§ What the exercise asks
Report back every line in the data that includes the string "bookkeeping".

[Saved entries]
--- START ---
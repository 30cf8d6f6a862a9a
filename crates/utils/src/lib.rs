pub mod errors;
pub mod seed;
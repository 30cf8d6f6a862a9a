//! Deterministic seeding for per-procedure random streams.
//!
//! A single base seed drives the whole run. Each procedure gets its own `StdRng` derived from
//! `keccak256(seed || name)`, so the trials drawn for one procedure never depend on how many
//! blocks earlier procedures consumed.

use rand::{SeedableRng, rngs::StdRng};
use sha3::{Digest, Keccak256};

/// Base seed for an obfuscation run.
#[derive(Debug, Clone, Copy, PartialEq, Eq)]
pub struct Seed(u64);

impl Seed {
    pub const fn new(value: u64) -> Self {
        Self(value)
    }

    /// Uses the configured seed, or draws one from the thread-local entropy source.
    pub fn from_config(value: Option<u64>) -> Self {
        Self(value.unwrap_or_else(rand::random))
    }

    pub const fn value(&self) -> u64 {
        self.0
    }

    /// Returns a freshly reset generator for the named procedure.
    pub fn rng_for(&self, procedure: &str) -> StdRng {
        let mut hasher = Keccak256::new();
        hasher.update(self.0.to_le_bytes());
        hasher.update(procedure.as_bytes());
        let digest: [u8; 32] = hasher.finalize().into();
        StdRng::from_seed(digest)
    }
}
//! Differential testing of transformed procedures.
//!
//! Both versions of a procedure are interpreted on the same argument vectors: boundary values
//! first, then pseudo-random ones from a fixed seed. Two executions agree when they return the
//! same value and perform the same calls in the same order, or when both trap.

use rand::{Rng, SeedableRng, rngs::StdRng};
use serde::Serialize;
use std::time::{Duration, Instant};
use thicket_core::cfg_ir::{Module, Procedure};

use crate::interp::{DEFAULT_FUEL, ExecutionOutcome, execute};
use crate::{VerificationError, VerificationResult};

const BOUNDARY: [i64; 7] = [0, 1, -1, 2, 10, i64::MAX, i64::MIN];

/// What one execution looked like from outside.
#[derive(Debug, Clone, PartialEq, Serialize)]
#[serde(rename_all = "snake_case")]
pub enum Observed {
    Returned(ExecutionOutcome),
    Trapped(String),
}

impl Observed {
    fn agrees_with(&self, other: &Self) -> bool {
        match (self, other) {
            (Self::Returned(a), Self::Returned(b)) => a.observably_equal(b),
            (Self::Trapped(_), Self::Trapped(_)) => true,
            _ => false,
        }
    }
}

/// An input on which the two versions disagree.
#[derive(Debug, Clone, Serialize)]
pub struct Mismatch {
    pub args: Vec<i64>,
    pub original: Observed,
    pub transformed: Observed,
}

/// Results of equivalence testing
#[derive(Debug, Clone, Serialize)]
pub struct EquivalenceResults {
    pub procedure: String,
    /// Overall testing result
    pub overall_passed: bool,
    /// Number of argument vectors executed
    pub cases_executed: usize,
    pub mismatches: Vec<Mismatch>,
    /// Total testing time
    pub testing_time: Duration,
}

/// Differential tester over the reference interpreter.
#[derive(Debug, Clone)]
pub struct DifferentialTester {
    samples: usize,
    fuel: u64,
    seed: u64,
}

impl Default for DifferentialTester {
    fn default() -> Self {
        Self::new(32)
    }
}

impl DifferentialTester {
    /// `samples` argument vectors per procedure, boundary cases included.
    pub fn new(samples: usize) -> Self {
        Self {
            samples,
            fuel: DEFAULT_FUEL,
            seed: 0x7468_6963_6b65_74,
        }
    }

    pub fn with_fuel(mut self, fuel: u64) -> Self {
        self.fuel = fuel;
        self
    }

    pub fn with_seed(mut self, seed: u64) -> Self {
        self.seed = seed;
        self
    }

    /// Argument vectors for a procedure of the given arity.
    pub fn argument_sets(&self, arity: u32) -> Vec<Vec<i64>> {
        let arity = arity as usize;
        if arity == 0 {
            return vec![Vec::new()];
        }
        let mut rng = StdRng::seed_from_u64(self.seed);
        (0..self.samples)
            .map(|i| {
                (0..arity)
                    .map(|j| match BOUNDARY.get(i + j) {
                        Some(v) if i < BOUNDARY.len() => *v,
                        _ => rng.random_range(-1_000..=1_000),
                    })
                    .collect()
            })
            .collect()
    }

    fn observe(&self, proc: &Procedure, args: &[i64]) -> VerificationResult<Observed> {
        match execute(proc, args, self.fuel) {
            Ok(outcome) => Ok(Observed::Returned(outcome)),
            Err(e @ VerificationError::ArityMismatch { .. }) => Err(e),
            Err(e) => Ok(Observed::Trapped(e.to_string())),
        }
    }

    /// Tests equivalence between two versions of a procedure.
    pub fn test_equivalence(
        &self,
        original: &Procedure,
        transformed: &Procedure,
    ) -> VerificationResult<EquivalenceResults> {
        let start_time = Instant::now();
        if original.arity != transformed.arity {
            return Err(VerificationError::ArityMismatch {
                procedure: transformed.name.clone(),
                expected: original.arity as usize,
                got: transformed.arity as usize,
            });
        }

        let inputs = self.argument_sets(original.arity);
        let mut mismatches = Vec::new();
        for args in &inputs {
            let a = self.observe(original, args)?;
            let b = self.observe(transformed, args)?;
            if !a.agrees_with(&b) {
                tracing::debug!("`{}` diverges on {:?}", original.name, args);
                mismatches.push(Mismatch {
                    args: args.clone(),
                    original: a,
                    transformed: b,
                });
            }
        }

        let testing_time = start_time.elapsed();
        let overall_passed = mismatches.is_empty();
        tracing::info!(
            "Differential testing of `{}`: {} cases in {:.2}ms - {}",
            original.name,
            inputs.len(),
            testing_time.as_secs_f64() * 1000.0,
            if overall_passed { "PASSED" } else { "FAILED" }
        );

        Ok(EquivalenceResults {
            procedure: original.name.clone(),
            overall_passed,
            cases_executed: inputs.len(),
            mismatches,
            testing_time,
        })
    }

    /// Tests every defined procedure of `original` against its namesake in `transformed`.
    pub fn test_modules(
        &self,
        original: &Module,
        transformed: &Module,
    ) -> VerificationResult<Vec<EquivalenceResults>> {
        original
            .procedures
            .iter()
            .filter(|p| !p.is_declaration())
            .map(|p| {
                let other = transformed
                    .procedure(&p.name)
                    .ok_or_else(|| VerificationError::MissingProcedure(p.name.clone()))?;
                self.test_equivalence(p, other)
            })
            .collect()
    }
}
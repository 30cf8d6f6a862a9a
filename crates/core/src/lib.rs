//! SSA control-flow-graph IR: procedures, blocks, instructions and the graph primitives
//! obfuscation transforms are built on.

pub mod cfg_ir;

pub use cfg_ir::{Module, Procedure};
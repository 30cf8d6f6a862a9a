//! Incremental construction of procedures.
//!
//! The builder records the first graph error and reports it from [`ProcedureBuilder::finish`],
//! so construction code reads as straight-line IR without a `?` on every instruction.

use thicket_utils::errors::IrError;

use super::{Attribute, BinOp, BlockId, CmpPred, InstKind, Procedure, Value};

#[derive(Debug)]
pub struct ProcedureBuilder {
    proc: Procedure,
    error: Option<IrError>,
}

impl ProcedureBuilder {
    pub fn new(name: impl Into<String>, arity: u32) -> Self {
        Self {
            proc: Procedure::new(name, arity),
            error: None,
        }
    }

    /// Appends a named block to the layout; the first block becomes the entry.
    pub fn block(&mut self, name: &str) -> BlockId {
        self.proc.create_block(Some(name.to_string()), None)
    }

    /// Flags a block as an exception landing pad.
    pub fn landing_pad(&mut self, block: BlockId) {
        match self.proc.block_mut(block) {
            Ok(b) => b.landing_pad = true,
            Err(e) => self.record(e),
        }
    }

    pub fn attribute(&mut self, attr: Attribute) {
        self.proc.attributes.insert(attr);
    }

    fn record(&mut self, err: IrError) {
        if self.error.is_none() {
            self.error = Some(err);
        }
    }

    fn push(&mut self, block: BlockId, kind: InstKind) -> Value {
        match self.proc.append_inst(block, kind) {
            Ok(id) => Value::Inst(id),
            Err(e) => {
                self.record(e);
                Value::Const(0)
            }
        }
    }

    pub fn binary(&mut self, block: BlockId, op: BinOp, lhs: Value, rhs: Value) -> Value {
        self.push(block, InstKind::Binary { op, lhs, rhs })
    }

    pub fn cmp(&mut self, block: BlockId, pred: CmpPred, lhs: Value, rhs: Value) -> Value {
        self.push(block, InstKind::Cmp { pred, lhs, rhs })
    }

    pub fn phi(&mut self, block: BlockId, incoming: Vec<(BlockId, Value)>) -> Value {
        self.push(block, InstKind::Phi { incoming })
    }

    /// Adds an incoming entry to a PHI created earlier, for back-edges.
    pub fn add_incoming(&mut self, phi: Value, block: BlockId, value: Value) {
        let Some(id) = phi.as_inst() else {
            self.record(IrError::NotAPhi(usize::MAX));
            return;
        };
        if let Err(e) = self.proc.add_phi_incoming(id, block, value) {
            self.record(e);
        }
    }

    pub fn alloca(&mut self, block: BlockId) -> Value {
        self.push(block, InstKind::Alloca)
    }

    pub fn load(&mut self, block: BlockId, slot: Value) -> Value {
        self.push(block, InstKind::Load { slot })
    }

    pub fn store(&mut self, block: BlockId, slot: Value, value: Value) {
        self.push(block, InstKind::Store { slot, value });
    }

    pub fn call(&mut self, block: BlockId, callee: &str, args: Vec<Value>) -> Value {
        self.push(
            block,
            InstKind::Call {
                callee: callee.to_string(),
                args,
            },
        )
    }

    pub fn marker(&mut self, block: BlockId, label: &str) {
        self.push(
            block,
            InstKind::DebugMarker {
                label: label.to_string(),
            },
        );
    }

    pub fn br(&mut self, block: BlockId, target: BlockId) {
        self.push(block, InstKind::Br { target });
    }

    pub fn cond_br(&mut self, block: BlockId, cond: Value, then_dest: BlockId, else_dest: BlockId) {
        self.push(
            block,
            InstKind::CondBr {
                cond,
                then_dest,
                else_dest,
            },
        );
    }

    pub fn switch(
        &mut self,
        block: BlockId,
        value: Value,
        default: BlockId,
        cases: Vec<(i64, BlockId)>,
    ) {
        self.push(
            block,
            InstKind::Switch {
                value,
                default,
                cases,
            },
        );
    }

    pub fn ret(&mut self, block: BlockId, value: Option<Value>) {
        self.push(block, InstKind::Ret { value });
    }

    pub fn unreachable(&mut self, block: BlockId) {
        self.push(block, InstKind::Unreachable);
    }

    pub fn invoke(
        &mut self,
        block: BlockId,
        callee: &str,
        args: Vec<Value>,
        normal: BlockId,
        unwind: BlockId,
    ) -> Value {
        self.push(
            block,
            InstKind::Invoke {
                callee: callee.to_string(),
                args,
                normal,
                unwind,
            },
        )
    }

    pub fn resume(&mut self, block: BlockId, value: Value) {
        self.push(block, InstKind::Resume { value });
    }

    /// Returns the procedure, or the first error hit while building it.
    pub fn finish(self) -> Result<Procedure, IrError> {
        match self.error {
            Some(e) => Err(e),
            None => Ok(self.proc),
        }
    }
}
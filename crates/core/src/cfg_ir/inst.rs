//! Instruction set of the CFG IR.
//!
//! Instructions form a closed set of variants. Terminators are ordinary instructions that must
//! appear last in their block, so operand and use bookkeeping is uniform across the whole IR.

use petgraph::graph::NodeIndex;
use serde::{Deserialize, Serialize};
use std::fmt;

/// Handle to a block: a stable node index in the procedure's CFG.
pub type BlockId = NodeIndex;

/// Handle to an instruction in the procedure's instruction arena.
#[derive(Debug, Clone, Copy, PartialEq, Eq, Hash, PartialOrd, Ord, Serialize, Deserialize)]
pub struct InstId(pub u32);

impl InstId {
    pub const fn index(self) -> usize {
        self.0 as usize
    }
}

/// An SSA value: an instruction result, a procedure argument, or an integer constant.
#[derive(Debug, Clone, Copy, PartialEq, Eq, Hash, PartialOrd, Ord, Serialize, Deserialize)]
pub enum Value {
    Inst(InstId),
    Arg(u32),
    Const(i64),
}

impl Value {
    /// Returns the defining instruction, if this value is an instruction result.
    pub const fn as_inst(self) -> Option<InstId> {
        match self {
            Value::Inst(id) => Some(id),
            _ => None,
        }
    }

    /// Constants have no def-use bookkeeping.
    pub const fn is_tracked(self) -> bool {
        !matches!(self, Value::Const(_))
    }
}

/// Binary arithmetic on 64-bit integers with wrapping semantics.
#[derive(Debug, Clone, Copy, PartialEq, Eq, Serialize, Deserialize)]
pub enum BinOp {
    Add,
    Sub,
    Mul,
    And,
    Or,
    Xor,
    Shl,
    Shr,
}

/// Signed integer comparison producing `1` or `0`.
#[derive(Debug, Clone, Copy, PartialEq, Eq, Serialize, Deserialize)]
pub enum CmpPred {
    Eq,
    Ne,
    Slt,
    Sle,
    Sgt,
    Sge,
}

impl CmpPred {
    /// Return the inverse comparison (e.g. Slt ↔ Sge, Eq ↔ Ne).
    pub const fn inverse(self) -> Self {
        match self {
            CmpPred::Eq => CmpPred::Ne,
            CmpPred::Ne => CmpPred::Eq,
            CmpPred::Slt => CmpPred::Sge,
            CmpPred::Sge => CmpPred::Slt,
            CmpPred::Sgt => CmpPred::Sle,
            CmpPred::Sle => CmpPred::Sgt,
        }
    }
}

/// Classification of a block terminator by the shape of its outgoing control flow.
#[derive(Debug, Clone, Copy, PartialEq, Eq)]
pub enum TerminatorKind {
    /// No successors (`ret`, `unreachable`).
    Return,
    /// Exactly one successor (`br`).
    Unconditional,
    /// Two successors selected by a condition (`condbr`).
    Conditional,
    /// Any number of successors selected by a scrutinee (`switch`).
    Switch,
    /// Exception-raising control flow (`invoke`, `resume`).
    Unsupported,
}

/// Label attached to a CFG edge, mirroring the terminator slot it comes from.
#[derive(Debug, Clone, Copy, PartialEq, Eq, Serialize, Deserialize)]
pub enum EdgeType {
    /// Unconditional branch.
    Jump,
    /// Conditional branch taken when the condition is non-zero.
    BranchTrue,
    /// Conditional branch taken when the condition is zero.
    BranchFalse,
    /// Switch case or default edge.
    Case,
    /// Normal return edge of an `invoke`.
    Normal,
    /// Exceptional edge of an `invoke`.
    Unwind,
}

/// IR operations.
#[derive(Debug, Clone, PartialEq, Serialize, Deserialize)]
pub enum InstKind {
    Binary {
        op: BinOp,
        lhs: Value,
        rhs: Value,
    },
    Cmp {
        pred: CmpPred,
        lhs: Value,
        rhs: Value,
    },
    /// SSA merge; only valid in the leading run of a block.
    Phi {
        incoming: Vec<(BlockId, Value)>,
    },
    /// Allocates a fresh stack slot and yields its address.
    Alloca,
    Load {
        slot: Value,
    },
    Store {
        slot: Value,
        value: Value,
    },
    /// Call with an externally visible effect.
    Call {
        callee: String,
        args: Vec<Value>,
    },
    /// Debug bookkeeping with no runtime effect.
    DebugMarker {
        label: String,
    },

    // -- Terminators --
    Br {
        target: BlockId,
    },
    CondBr {
        cond: Value,
        then_dest: BlockId,
        else_dest: BlockId,
    },
    Switch {
        value: Value,
        default: BlockId,
        cases: Vec<(i64, BlockId)>,
    },
    Ret {
        value: Option<Value>,
    },
    Unreachable,
    /// Call that may unwind into `unwind`.
    Invoke {
        callee: String,
        args: Vec<Value>,
        normal: BlockId,
        unwind: BlockId,
    },
    /// Re-raises an in-flight exception.
    Resume {
        value: Value,
    },
}

impl InstKind {
    pub const fn is_terminator(&self) -> bool {
        matches!(
            self,
            InstKind::Br { .. }
                | InstKind::CondBr { .. }
                | InstKind::Switch { .. }
                | InstKind::Ret { .. }
                | InstKind::Unreachable
                | InstKind::Invoke { .. }
                | InstKind::Resume { .. }
        )
    }

    pub const fn is_phi(&self) -> bool {
        matches!(self, InstKind::Phi { .. })
    }

    pub const fn is_debug_marker(&self) -> bool {
        matches!(self, InstKind::DebugMarker { .. })
    }

    /// Whether the instruction defines an SSA value.
    pub const fn has_result(&self) -> bool {
        matches!(
            self,
            InstKind::Binary { .. }
                | InstKind::Cmp { .. }
                | InstKind::Phi { .. }
                | InstKind::Alloca
                | InstKind::Load { .. }
                | InstKind::Call { .. }
                | InstKind::Invoke { .. }
        )
    }

    /// Operands in a fixed order, including PHI incoming values.
    pub fn operands(&self) -> Vec<Value> {
        match self {
            InstKind::Binary { lhs, rhs, .. } | InstKind::Cmp { lhs, rhs, .. } => vec![*lhs, *rhs],
            InstKind::Phi { incoming } => incoming.iter().map(|(_, v)| *v).collect(),
            InstKind::Alloca
            | InstKind::DebugMarker { .. }
            | InstKind::Br { .. }
            | InstKind::Unreachable => Vec::new(),
            InstKind::Load { slot } => vec![*slot],
            InstKind::Store { slot, value } => vec![*slot, *value],
            InstKind::Call { args, .. } | InstKind::Invoke { args, .. } => args.clone(),
            InstKind::CondBr { cond, .. } => vec![*cond],
            InstKind::Switch { value, .. } => vec![*value],
            InstKind::Ret { value } => value.iter().copied().collect(),
            InstKind::Resume { value } => vec![*value],
        }
    }

    /// Mutable access to the operands, in the same order as [`InstKind::operands`].
    pub fn operands_mut(&mut self) -> Vec<&mut Value> {
        match self {
            InstKind::Binary { lhs, rhs, .. } | InstKind::Cmp { lhs, rhs, .. } => vec![lhs, rhs],
            InstKind::Phi { incoming } => incoming.iter_mut().map(|(_, v)| v).collect(),
            InstKind::Alloca
            | InstKind::DebugMarker { .. }
            | InstKind::Br { .. }
            | InstKind::Unreachable => Vec::new(),
            InstKind::Load { slot } => vec![slot],
            InstKind::Store { slot, value } => vec![slot, value],
            InstKind::Call { args, .. } | InstKind::Invoke { args, .. } => args.iter_mut().collect(),
            InstKind::CondBr { cond, .. } => vec![cond],
            InstKind::Switch { value, .. } => vec![value],
            InstKind::Ret { value } => value.iter_mut().collect(),
            InstKind::Resume { value } => vec![value],
        }
    }

    /// Outgoing edges of a terminator, one entry per edge (targets may repeat).
    pub fn successor_edges(&self) -> Vec<(BlockId, EdgeType)> {
        match self {
            InstKind::Br { target } => vec![(*target, EdgeType::Jump)],
            InstKind::CondBr {
                then_dest,
                else_dest,
                ..
            } => vec![
                (*then_dest, EdgeType::BranchTrue),
                (*else_dest, EdgeType::BranchFalse),
            ],
            InstKind::Switch { default, cases, .. } => std::iter::once(*default)
                .chain(cases.iter().map(|(_, b)| *b))
                .map(|b| (b, EdgeType::Case))
                .collect(),
            InstKind::Invoke { normal, unwind, .. } => {
                vec![(*normal, EdgeType::Normal), (*unwind, EdgeType::Unwind)]
            }
            _ => Vec::new(),
        }
    }

    /// Mutable access to every block reference held by the instruction, PHI incoming blocks
    /// included.
    pub fn blocks_mut(&mut self) -> Vec<&mut BlockId> {
        match self {
            InstKind::Phi { incoming } => incoming.iter_mut().map(|(b, _)| b).collect(),
            InstKind::Br { target } => vec![target],
            InstKind::CondBr {
                then_dest,
                else_dest,
                ..
            } => vec![then_dest, else_dest],
            InstKind::Switch { default, cases, .. } => std::iter::once(default)
                .chain(cases.iter_mut().map(|(_, b)| b))
                .collect(),
            InstKind::Invoke { normal, unwind, .. } => vec![normal, unwind],
            _ => Vec::new(),
        }
    }

    /// Classifies a terminator; `None` for non-terminators.
    pub const fn terminator_kind(&self) -> Option<TerminatorKind> {
        match self {
            InstKind::Ret { .. } | InstKind::Unreachable => Some(TerminatorKind::Return),
            InstKind::Br { .. } => Some(TerminatorKind::Unconditional),
            InstKind::CondBr { .. } => Some(TerminatorKind::Conditional),
            InstKind::Switch { .. } => Some(TerminatorKind::Switch),
            InstKind::Invoke { .. } | InstKind::Resume { .. } => {
                Some(TerminatorKind::Unsupported)
            }
            _ => None,
        }
    }

    /// Incoming value of a PHI for `block`.
    pub fn phi_incoming_for(&self, block: BlockId) -> Option<Value> {
        match self {
            InstKind::Phi { incoming } => incoming
                .iter()
                .find_map(|(b, v)| (*b == block).then_some(*v)),
            _ => None,
        }
    }
}

impl fmt::Display for Value {
    fn fmt(&self, f: &mut fmt::Formatter<'_>) -> fmt::Result {
        match self {
            Value::Inst(id) => write!(f, "%{}", id.0),
            Value::Arg(n) => write!(f, "%arg{n}"),
            Value::Const(c) => write!(f, "{c}"),
        }
    }
}
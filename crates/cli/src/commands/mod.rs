use async_trait::async_trait;
use clap::Subcommand;
use std::error::Error;
use std::fs;
use thicket_core::cfg_ir::Module;

pub mod cfg;
pub mod obfuscate;
pub mod print;

#[derive(Subcommand)]
pub enum Cmd {
    /// Insert bogus control flow into a module
    Obfuscate(obfuscate::ObfuscateArgs),

    /// Write a module's CFG as Graphviz dot to stdout or a file
    Cfg(cfg::CfgArgs),

    /// Print a module as textual IR
    Print(print::PrintArgs),
}

#[async_trait]
pub trait Command {
    async fn execute(self) -> Result<(), Box<dyn Error>>;
}

#[async_trait]
impl Command for Cmd {
    async fn execute(self) -> Result<(), Box<dyn Error>> {
        match self {
            Cmd::Obfuscate(args) => args.execute().await,
            Cmd::Cfg(args) => args.execute().await,
            Cmd::Print(args) => args.execute().await,
        }
    }
}

/// Reads and decodes a JSON module.
pub(crate) fn load_module(path: &str) -> Result<Module, Box<dyn Error>> {
    let text = fs::read_to_string(path)?;
    Ok(Module::from_json(&text)?)
}
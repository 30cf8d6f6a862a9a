//! Opaque predicates guarding the original/clone pair.
//!
//! A predicate installs the terminator of an unterminated header block. Every family here
//! always reaches `true_target` at runtime; the condition is built so that proving this takes
//! more than reading the branch.

use rand::{Rng, rngs::StdRng};
use sha3::{Digest, Keccak256};
use thicket_core::cfg_ir::{BinOp, BlockId, CmpPred, InstKind, Procedure, Value};
use thicket_utils::errors::TransformError;
use tracing::debug;

/// Installs a conditional branch whose outcome is fixed at runtime.
pub trait OpaquePredicate: Send + Sync {
    fn name(&self) -> &'static str;

    /// Terminates `header` with a branch that always reaches `true_target`.
    fn create_guard(
        &self,
        proc: &mut Procedure,
        header: BlockId,
        true_target: BlockId,
        false_target: BlockId,
        rng: &mut StdRng,
    ) -> Result<(), TransformError>;
}

/// Derives a 64-bit constant from a Keccak-256 digest of `seed`.
fn generate_constant(seed: u64) -> i64 {
    let mut hasher = Keccak256::new();
    hasher.update(seed.to_le_bytes());
    let digest: [u8; 32] = hasher.finalize().into();
    let mut word = [0u8; 8];
    word.copy_from_slice(&digest[..8]);
    i64::from_le_bytes(word)
}

/// Compares a hashed constant with itself, `eq` or `ne` with the targets swapped to match.
#[derive(Debug, Default, Clone, Copy)]
pub struct ConstantPredicate;

impl OpaquePredicate for ConstantPredicate {
    fn name(&self) -> &'static str {
        "constant"
    }

    fn create_guard(
        &self,
        proc: &mut Procedure,
        header: BlockId,
        true_target: BlockId,
        false_target: BlockId,
        rng: &mut StdRng,
    ) -> Result<(), TransformError> {
        let k = Value::Const(generate_constant(rng.random::<u64>()));
        let inverted = rng.random_bool(0.5);
        let pred = if inverted { CmpPred::Ne } else { CmpPred::Eq };

        let cond = proc.append_inst(
            header,
            InstKind::Cmp {
                pred,
                lhs: k,
                rhs: k,
            },
        )?;
        let (then_dest, else_dest) = if inverted {
            (false_target, true_target)
        } else {
            (true_target, false_target)
        };
        proc.append_inst(
            header,
            InstKind::CondBr {
                cond: Value::Inst(cond),
                then_dest,
                else_dest,
            },
        )?;
        debug!(
            "Installed constant guard in {} ({:?} {})",
            proc.block_name(header),
            pred,
            k
        );
        Ok(())
    }
}

/// `(v * v + v) & 1 == 0`: a product of consecutive integers is even, wrapping included.
///
/// `v` is a random argument when the procedure has one, otherwise a hashed constant.
#[derive(Debug, Default, Clone, Copy)]
pub struct ParityPredicate;

impl OpaquePredicate for ParityPredicate {
    fn name(&self) -> &'static str {
        "parity"
    }

    fn create_guard(
        &self,
        proc: &mut Procedure,
        header: BlockId,
        true_target: BlockId,
        false_target: BlockId,
        rng: &mut StdRng,
    ) -> Result<(), TransformError> {
        let v = if proc.arity > 0 {
            Value::Arg(rng.random_range(0..proc.arity))
        } else {
            Value::Const(generate_constant(rng.random::<u64>()))
        };

        let mut emit = |kind: InstKind| -> Result<Value, TransformError> {
            Ok(Value::Inst(proc.append_inst(header, kind)?))
        };
        let square = emit(InstKind::Binary {
            op: BinOp::Mul,
            lhs: v,
            rhs: v,
        })?;
        let sum = emit(InstKind::Binary {
            op: BinOp::Add,
            lhs: square,
            rhs: v,
        })?;
        let low = emit(InstKind::Binary {
            op: BinOp::And,
            lhs: sum,
            rhs: Value::Const(1),
        })?;
        let cond = emit(InstKind::Cmp {
            pred: CmpPred::Eq,
            lhs: low,
            rhs: Value::Const(0),
        })?;
        emit(InstKind::CondBr {
            cond,
            then_dest: true_target,
            else_dest: false_target,
        })?;
        debug!(
            "Installed parity guard in {} over {}",
            proc.block_name(header),
            v
        );
        Ok(())
    }
}

/// Looks up a predicate family by its CLI name.
pub fn predicate_by_name(name: &str) -> Option<Box<dyn OpaquePredicate>> {
    match name {
        "constant" => Some(Box::new(ConstantPredicate)),
        "parity" => Some(Box::new(ParityPredicate)),
        _ => None,
    }
}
--- END ---
§ Written solution
//! appear last in their block, so operand and use bookkeeping is uniform across the whole IR.
    /// Constants have no def-use bookkeeping.
    /// Debug bookkeeping with no runtime effect.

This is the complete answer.